Section 2. That the sum of 10,000 dollars is hereby appropriated out of the general fund to pay for said improvement."

John Dowling, being the lowest and best bidder for the work thus ordered by defendant, was awarded the same, and on June 16 1879, he entered into a written contract with defendant for doing such work at a price therein named, for the masonry and filling in earth behind masonry, called for by such contract. The contract provided, among other things, that the work should be done according to the stipulations therein set out which, among other things, provided as follows:

" The engineer may at any time add to or lessen the thickness of said wall, as in his judgment he thinks best, without any extra cost to the City of Kansas, and his decision shall be final as to measurement, and the use or disuse of any material. The wall to be built in accordance with the plan shown herewith. It is understood that all earth excavation is to be done for the contractor, but should any of the top of the stone have to be removed in order to make a better foundation for the wall, the contractor will be expected to remove the same as the city engineer may direct and his time to be kept and paid for accordingly. Bidder must bid on the earth filling, so that the filling behind the wall will be carried on as the stone work advances, as the stone contractor is the only one who can do the earth work behind the wall as the same should be done."
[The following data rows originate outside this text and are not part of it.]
//! Synchronization Configuration
//!
//! Timing knobs shared by the finder and the wait engine. Values come from
//! defaults, a YAML/JSON file, and `TENAZ_*` environment overrides, in that
//! order.

use serde::{Deserialize, Serialize};
use std::path::Path;
use std::time::Duration;

use crate::result::{TenazError, TenazResult};

/// Default wait timeout in milliseconds
pub const DEFAULT_TIMEOUT_MS: u64 = 10_000;

/// Default interval between condition checks in milliseconds
pub const DEFAULT_POLL_INTERVAL_MS: u64 = 50;

/// Environment variable overriding [`SyncConfig::default_timeout_ms`]
pub const ENV_TIMEOUT_MS: &str = "TENAZ_TIMEOUT_MS";
/// Environment variable overriding [`SyncConfig::poll_interval_ms`]
pub const ENV_POLL_INTERVAL_MS: &str = "TENAZ_POLL_INTERVAL_MS";
/// Environment variable overriding [`SyncConfig::presence_probe_ms`]
pub const ENV_PRESENCE_PROBE_MS: &str = "TENAZ_PRESENCE_PROBE_MS";
/// Environment variable overriding [`SyncConfig::find_all_timeout_ms`]
pub const ENV_FIND_ALL_TIMEOUT_MS: &str = "TENAZ_FIND_ALL_TIMEOUT_MS";

/// Timing configuration for finding and waiting
#[derive(Debug, Clone, PartialEq, Eq, Serialize, Deserialize)]
#[serde(default)]
pub struct SyncConfig {
    /// Timeout used when a caller passes zero
    pub default_timeout_ms: u64,
    /// Sleep between condition checks
    pub poll_interval_ms: u64,
    /// Best-effort presence wait before a single-element lookup
    pub presence_probe_ms: u64,
    /// Presence wait before a multi-element lookup when the caller passes zero
    pub find_all_timeout_ms: u64,
}

impl Default for SyncConfig {
    fn default() -> Self {
        Self {
            default_timeout_ms: DEFAULT_TIMEOUT_MS,
            poll_interval_ms: DEFAULT_POLL_INTERVAL_MS,
            presence_probe_ms: DEFAULT_TIMEOUT_MS,
            find_all_timeout_ms: DEFAULT_TIMEOUT_MS,
        }
    }
}

impl SyncConfig {
    /// Create a new builder
    #[must_use]
    pub fn builder() -> SyncConfigBuilder {
        SyncConfigBuilder::default()
    }

    /// Parse from YAML; missing keys keep their defaults
    pub fn from_yaml_str(yaml: &str) -> TenazResult<Self> {
        let config: Self = serde_yaml_ng::from_str(yaml)?;
        config.validate()
    }

    /// Parse from JSON; missing keys keep their defaults
    pub fn from_json_str(json: &str) -> TenazResult<Self> {
        let config: Self = serde_json::from_str(json)?;
        config.validate()
    }

    /// Load from a `.json` file, or YAML for any other extension
    pub fn from_file(path: impl AsRef<Path>) -> TenazResult<Self> {
        let path = path.as_ref();
        let content = std::fs::read_to_string(path)?;
        if path.extension().and_then(|e| e.to_str()) == Some("json") {
            Self::from_json_str(&content)
        } else {
            Self::from_yaml_str(&content)
        }
    }

    /// Apply `TENAZ_*` overrides from the process environment
    pub fn with_env_overrides(self) -> TenazResult<Self> {
        self.with_overrides_from(|key| std::env::var(key).ok())
    }

    /// Apply `TENAZ_*` overrides from an arbitrary lookup
    pub fn with_overrides_from<F>(mut self, lookup: F) -> TenazResult<Self>
    where
        F: Fn(&str) -> Option<String>,
    {
        let fields: [(&str, &mut u64); 4] = [
            (ENV_TIMEOUT_MS, &mut self.default_timeout_ms),
            (ENV_POLL_INTERVAL_MS, &mut self.poll_interval_ms),
            (ENV_PRESENCE_PROBE_MS, &mut self.presence_probe_ms),
            (ENV_FIND_ALL_TIMEOUT_MS, &mut self.find_all_timeout_ms),
        ];
        for (key, field) in fields {
            if let Some(raw) = lookup(key) {
                *field = raw.trim().parse().map_err(|_| {
                    TenazError::config(format!("{key} must be a millisecond count, got {raw:?}"))
                })?;
            }
        }
        self.validate()
    }

    /// Reject settings the poll loop cannot run with
    pub fn validate(self) -> TenazResult<Self> {
        if self.poll_interval_ms == 0 {
            return Err(TenazError::config("poll_interval_ms must be greater than zero"));
        }
        if self.default_timeout_ms == 0 {
            return Err(TenazError::config("default_timeout_ms must be greater than zero"));
        }
        Ok(self)
    }

    /// Default timeout as a duration
    #[must_use]
    pub const fn default_timeout(&self) -> Duration {
        Duration::from_millis(self.default_timeout_ms)
    }

    /// Poll interval as a duration
    #[must_use]
    pub const fn poll_interval(&self) -> Duration {
        Duration::from_millis(self.poll_interval_ms)
    }

    /// Presence probe budget as a duration
    #[must_use]
    pub const fn presence_probe(&self) -> Duration {
        Duration::from_millis(self.presence_probe_ms)
    }

    /// Multi-element presence budget as a duration
    #[must_use]
    pub const fn find_all_timeout(&self) -> Duration {
        Duration::from_millis(self.find_all_timeout_ms)
    }

    /// A zero timeout means "use the default"
    #[must_use]
    pub const fn effective_timeout(&self, timeout: Duration) -> Duration {
        if !timeout.is_zero() {
            timeout
        } else if self.default_timeout_ms == 0 {
            Duration::from_millis(DEFAULT_TIMEOUT_MS)
        } else {
            self.default_timeout()
        }
    }
}

/// Builder for `SyncConfig`
#[derive(Debug, Clone, Default)]
pub struct SyncConfigBuilder {
    config: SyncConfig,
}

impl SyncConfigBuilder {
    /// Set the default timeout
    #[must_use]
    pub fn default_timeout_ms(mut self, ms: u64) -> Self {
        self.config.default_timeout_ms = ms;
        self
    }

    /// Set the poll interval
    #[must_use]
    pub fn poll_interval_ms(mut self, ms: u64) -> Self {
        self.config.poll_interval_ms = ms;
        self
    }

    /// Set the presence probe budget
    #[must_use]
    pub fn presence_probe_ms(mut self, ms: u64) -> Self {
        self.config.presence_probe_ms = ms;
        self
    }

    /// Set the multi-element presence budget
    #[must_use]
    pub fn find_all_timeout_ms(mut self, ms: u64) -> Self {
        self.config.find_all_timeout_ms = ms;
        self
    }

    /// Build the configuration, rejecting a zero poll interval or timeout
    pub fn build(self) -> TenazResult<SyncConfig> {
        self.config.validate()
    }
}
It is claimed by plaintiff, and will by us be assumed as a fact, that John Dowling completed the work in accordance with the terms of the contract, and that the work was duly accepted by the defendant through her engineer. As testified by plaintiff's witness, Knickerbocker, defendant's city engineer in charge of work in question, " the work done under said contract, according to the prices stipulated therein, amounted to about $11,560, in the aggregate, this including the filling in behind the wall as well as the masonry." The defendant paid Dowling the sum of $10,000, the amount appropriated, but refused to pay the balance, for which amount, alleged by plaintiff to be $1567.00, this suit is brought. Said witness, Knickerbocker, testifying for plaintiff, also said " that the city council of defendant ordered him to make an estimate of the cost of the wall contracted by contract sued upon. He did so and asked for an appropriation of $12,000 for the masonry alone, but the city council made an appropriation of only $10,000 at the time."
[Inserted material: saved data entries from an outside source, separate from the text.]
//! Attribute condition waits.
//!
//! Polls one attribute of one element until it relates to an expected value.
//! Values are compared as opaque strings.

use serde::{Deserialize, Serialize};
use std::fmt;
use std::time::Duration;
use tracing::debug;

use crate::config::SyncConfig;
use crate::handle::ElementHandle;
use crate::reconstruct::{PathReconstructor, RebuildOptions};
use crate::result::TenazResult;
use crate::session::Session;
use crate::wait::{WaitResult, Waiter};

/// How the current attribute value must relate to the expected one
#[derive(Debug, Clone, Copy, PartialEq, Eq, Hash, Serialize, Deserialize)]
#[serde(rename_all = "SCREAMING_SNAKE_CASE")]
pub enum Relation {
    /// current == expected
    Equals,
    /// current != expected
    NotEquals,
    /// current contains expected
    Contains,
    /// current does not contain expected
    NotContains,
}

impl Relation {
    /// Evaluate the relation. An absent attribute equals and contains nothing.
    #[must_use]
    pub fn holds(self, current: Option<&str>, expected: &str) -> bool {
        match (self, current) {
            (Self::Equals, Some(current)) => current == expected,
            (Self::NotEquals, Some(current)) => current != expected,
            (Self::Contains, Some(current)) => current.contains(expected),
            (Self::NotContains, Some(current)) => !current.contains(expected),
            (Self::Equals | Self::Contains, None) => false,
            (Self::NotEquals | Self::NotContains, None) => true,
        }
    }
}

impl fmt::Display for Relation {
    fn fmt(&self, f: &mut fmt::Formatter<'_>) -> fmt::Result {
        f.write_str(match self {
            Self::Equals => "EQUALS",
            Self::NotEquals => "NOT_EQUALS",
            Self::Contains => "CONTAINS",
            Self::NotContains => "NOT_CONTAINS",
        })
    }
}

/// Attribute condition, plus how to re-find the element if it goes stale
#[derive(Debug, Clone, PartialEq, Eq, Serialize, Deserialize)]
pub struct AttributeCondition {
    /// Attribute to read
    pub attribute: String,
    /// Value to compare against
    pub expected: String,
    /// Comparison
    pub relation: Relation,
    /// Position in the sibling list when rebuilding
    #[serde(default)]
    pub index: Option<usize>,
    /// Read the attribute of the rebuilt element's parent
    #[serde(default)]
    pub use_parent: bool,
}

impl AttributeCondition {
    /// Condition with default rebuild behaviour
    #[must_use]
    pub fn new(attribute: impl Into<String>, expected: impl Into<String>, relation: Relation) -> Self {
        Self {
            attribute: attribute.into(),
            expected: expected.into(),
            relation,
            index: None,
            use_parent: false,
        }
    }

    /// Rebuild as the n-th match of the element's list
    #[must_use]
    pub const fn at_index(mut self, index: usize) -> Self {
        self.index = Some(index);
        self
    }

    /// Rebuild as the parent of the matched element
    #[must_use]
    pub const fn from_parent(mut self) -> Self {
        self.use_parent = true;
        self
    }

    /// Whether `current` satisfies the condition
    #[must_use]
    pub fn evaluate(&self, current: Option<&str>) -> bool {
        self.relation.holds(current, &self.expected)
    }

    /// Rebuild options for the first staleness
    #[must_use]
    pub const fn rebuild_options(&self) -> RebuildOptions {
        RebuildOptions {
            index: self.index,
            use_parent: self.use_parent,
        }
    }
}

impl fmt::Display for AttributeCondition {
    fn fmt(&self, f: &mut fmt::Formatter<'_>) -> fmt::Result {
        write!(f, "{} {} {:?}", self.attribute, self.relation, self.expected)
    }
}

/// Polls attribute conditions on one session
#[derive(Debug)]
pub struct AttributeWait<'a, S: Session + ?Sized> {
    session: &'a S,
    waiter: Waiter,
}

impl<'a, S: Session + ?Sized> AttributeWait<'a, S> {
    /// Create attribute waits over a session
    #[must_use]
    pub const fn new(session: &'a S, config: &'a SyncConfig) -> Self {
        Self {
            session,
            waiter: Waiter::from_config(config),
        }
    }

    /// Block until `condition` holds on `handle`. Timing out always fails.
    ///
    /// When the element goes stale it is rebuilt, the first time with the
    /// condition's index/parent selection, and polling continues on the
    /// rebuilt element. A failed rebuild aborts the wait.
    pub fn await_condition(
        &self,
        handle: &ElementHandle,
        condition: &AttributeCondition,
        timeout: Duration,
    ) -> TenazResult<WaitResult> {
        let reconstructor = PathReconstructor::new(self.session);
        let description = format!("{condition} on {handle}");
        let mut target = handle.clone();
        let mut options = condition.rebuild_options();

        self.waiter.poll_fn(&description, timeout, true, || {
            let current = match self.session.attribute(target.node(), &condition.attribute) {
                Err(stale) if stale.is_stale() => {
                    target = reconstructor.recover(&target, options, &stale)?;
                    options = RebuildOptions::default();
                    self.session.attribute(target.node(), &condition.attribute)?
                }
                other => other?,
            };
            debug!(
                element = %target,
                attribute = %condition.attribute,
                current = ?current,
                expected = %condition.expected,
                relation = %condition.relation,
                "polled attribute"
            );
            Ok(condition.evaluate(current.as_deref()))
        })
    }

    /// Shorthand for a condition without rebuild selection
    pub fn await_attribute(
        &self,
        handle: &ElementHandle,
        attribute: &str,
        expected: &str,
        relation: Relation,
        timeout: Duration,
    ) -> TenazResult<WaitResult> {
        self.await_condition(handle, &AttributeCondition::new(attribute, expected, relation), timeout)
    }
}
The charter of defendant contains the following provisions:

" SECTION 29. The common council shall not appropriate money, for any purpose whatever, in excess of the revenue of that fiscal year actually collected and in the treasury at the time of such appropriation, and unappropriated. Neither the common council nor any officer of the city, * * * shall have authority to make any contract or do any act binding the City of Kansas, or imposing upon said city any liability to pay money until a definite amount of money shall have first been appropriated for the liquidation of all pecuniary liability of said city under said contract, or in consequence of said act; and the amount of said appropriation shall be the maximum limit of the liability of the city under any such contract or in consequence of any such act. Said contract, or action, to be ab initio null and void as to the city for any other or further liability."

Judgment was rendered by the circuit court in favor of defendant. The plaintiff has appealed to this court.

C. O. TICHENOR and JAMES F. MISTER, for the appellant.

I. The section of the charter relied upon as a bar to plaintiff's claim, is set out in haec verba in the statement of case made by the record. It is in the nature of a prohibition to the common council against appropriating money for any purpose whatever in excess of the revenue of the fiscal year actually collected and in the treasury at the time of appropriation and unappropriated; and that the amount of appropriation shall be the maximum liability of the city for any contracts or acts made or done by said council.

II. The courts will carry out the intent, gathering it from the whole act, even if a literal interpretation must be rejected, or a restricted one given. Conover v. R. R., 59 Mo. 293, per Napton, J. Under such rule of construction the section of the charter has no application here. It applies only to cases where it is practicable that the cost of the work should be first ascertained, and not to cases (like this) where it was impossible to ascertain the amount of work to be done and the cost thereof until after it is completed. This case was not within the spirit or purpose of the prohibition. Harlem Gas Co. v. Mayor, 33 N.Y. 309; Dillon Mun. Corp. (3rd Ed.) Vol. 1, sect. 469; Nebraska City v. Gas Co., 9 Neb. 339; Hitchcock v. Galveston, 96 U.S. 341.

III. Where a contractor has entered into a contract in good faith, relying upon the regularity of the proceedings of the common council, the city having received the benefit of the performance, is estopped from questioning the regularity in that regard. Moore v. New York, 73 N.Y. 238; Dillon Mun. Corp. (3rd Ed.) Vol. 1, sect. 459 and 461, note 2; Alleghaney City v. McClarkan, 14 Pa.St. 81.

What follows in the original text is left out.